**TASK REQUIREMENTS:** Would you please copy every line below that includes the string "clip"?

[Dataset items]
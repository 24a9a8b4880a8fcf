pub mod accessory;
pub mod config;
pub mod constants;
pub mod error;
pub mod feature;
pub mod host;
pub mod input;
pub mod session;
pub mod state;
pub mod tween;
pub mod ui;

pub use accessory::*;
pub use config::*;
pub use constants::*;
pub use error::*;
pub use feature::*;
pub use host::*;
pub use input::*;
pub use session::*;
pub use state::*;
pub use tween::*;
pub use ui::*;
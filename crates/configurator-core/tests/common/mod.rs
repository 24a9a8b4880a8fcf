// Recording hosts shared by the integration tests.
#![allow(dead_code)]

use configurator_core::*;
use glam::{Vec3, Vec4};
use std::cell::{Cell, RefCell};
use std::collections::HashMap;
use std::rc::Rc;

#[derive(Clone, Debug, PartialEq)]
pub enum Call {
    Visible(String, bool),
    Opacity(String, f32),
    Position(String, Vec3),
    Color(String, Vec4),
    Trigger(String, String),
    Sound(String),
    CreateWindow(String),
    DestroyWindow(WindowHandle),
    WindowOpacity(WindowHandle, f32),
    Open(String),
    Selected(AccessoryVariant, bool),
    Toggle(AttachmentToggle, bool),
    Interactable(bool),
    Loading(bool),
    Pulse(Widget),
}

/// One host implementing every collaborator trait, logging each call.
#[derive(Default)]
pub struct Recorder {
    pub calls: RefCell<Vec<Call>>,
    pub visible: RefCell<HashMap<String, bool>>,
    pub opacity: RefCell<HashMap<String, f32>>,
    pub open_windows: RefCell<Vec<WindowHandle>>,
    next_handle: Cell<u32>,
}

impl Recorder {
    pub fn new() -> Rc<Self> {
        Rc::new(Self::default())
    }

    pub fn hosts(self: &Rc<Self>) -> Hosts {
        Hosts {
            visibility: Some(self.clone()),
            highlight: Some(self.clone()),
            animation: Some(self.clone()),
            audio: Some(self.clone()),
            window: Some(self.clone()),
            navigation: Some(self.clone()),
            ui: Some(self.clone()),
        }
    }

    pub fn calls(&self) -> Vec<Call> {
        self.calls.borrow().clone()
    }

    pub fn clear(&self) {
        self.calls.borrow_mut().clear();
    }

    pub fn is_visible(&self, part: &str) -> bool {
        self.visible.borrow().get(part).copied().unwrap_or(false)
    }

    pub fn opacity_of(&self, part: &str) -> Option<f32> {
        self.opacity.borrow().get(part).copied()
    }

    pub fn count(&self, pred: impl Fn(&Call) -> bool) -> usize {
        self.calls.borrow().iter().filter(|c| pred(c)).count()
    }

    fn push(&self, call: Call) {
        self.calls.borrow_mut().push(call);
    }
}

impl VisibilityHost for Recorder {
    fn set_part_visible(&self, part: &str, visible: bool) {
        self.visible.borrow_mut().insert(part.to_string(), visible);
        self.push(Call::Visible(part.to_string(), visible));
    }
    fn set_part_opacity(&self, part: &str, opacity: f32) {
        self.opacity.borrow_mut().insert(part.to_string(), opacity);
        self.push(Call::Opacity(part.to_string(), opacity));
    }
    fn set_part_local_position(&self, part: &str, position: Vec3) {
        self.push(Call::Position(part.to_string(), position));
    }
}

impl HighlightHost for Recorder {
    fn set_material_color(&self, renderer: &str, color: Vec4) {
        self.push(Call::Color(renderer.to_string(), color));
    }
}

impl AnimationHost for Recorder {
    fn trigger_animation(&self, animator: &str, trigger: &str) {
        self.push(Call::Trigger(animator.to_string(), trigger.to_string()));
    }
}

impl AudioHost for Recorder {
    fn play_one_shot(&self, clip: &str) {
        self.push(Call::Sound(clip.to_string()));
    }
}

impl WindowHost for Recorder {
    fn create_info_window(&self, spec: &InfoWindowSpec) -> Option<WindowHandle> {
        let handle = WindowHandle(self.next_handle.get());
        self.next_handle.set(handle.0 + 1);
        self.open_windows.borrow_mut().push(handle);
        self.push(Call::CreateWindow(spec.title.clone()));
        Some(handle)
    }
    fn destroy_window(&self, handle: WindowHandle) {
        self.open_windows.borrow_mut().retain(|h| *h != handle);
        self.push(Call::DestroyWindow(handle));
    }
    fn set_window_opacity(&self, handle: WindowHandle, opacity: f32) {
        self.push(Call::WindowOpacity(handle, opacity));
    }
}

impl NavigationHost for Recorder {
    fn open_external_page(&self, url: &str) {
        self.push(Call::Open(url.to_string()));
    }
}

impl UiHost for Recorder {
    fn set_accessory_selected(&self, variant: AccessoryVariant, selected: bool) {
        self.push(Call::Selected(variant, selected));
    }
    fn set_toggle_state(&self, toggle: AttachmentToggle, on: bool) {
        self.push(Call::Toggle(toggle, on));
    }
    fn set_interactable(&self, interactable: bool) {
        self.push(Call::Interactable(interactable));
    }
    fn set_loading_visible(&self, visible: bool) {
        self.push(Call::Loading(visible));
    }
    fn pulse_widget(&self, widget: Widget) {
        self.push(Call::Pulse(widget));
    }
}

pub const TICK: std::time::Duration = std::time::Duration::from_millis(20);

/// Ray from the viewer straight at `target`.
pub fn ray_at(viewer: Vec3, target: Vec3) -> Ray {
    Ray::new(viewer, target - viewer)
}

pub const VIEWER: Vec3 = Vec3::new(0.0, 0.0, 2.0);

pub fn pointer_at(target: Vec3) -> InputFrame {
    InputFrame {
        pointer_ray: Some(ray_at(VIEWER, target)),
        viewer: VIEWER,
        ..InputFrame::default()
    }
}

pub fn click_at(target: Vec3) -> InputFrame {
    InputFrame {
        primary_pressed: true,
        ..pointer_at(target)
    }
}

pub fn idle() -> InputFrame {
    InputFrame {
        viewer: VIEWER,
        ..InputFrame::default()
    }
}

**RESPONSE FOR THIS EXERCISE:**
    fn play_one_shot(&self, clip: &str) {
        self.push(Call::Sound(clip.to_string()));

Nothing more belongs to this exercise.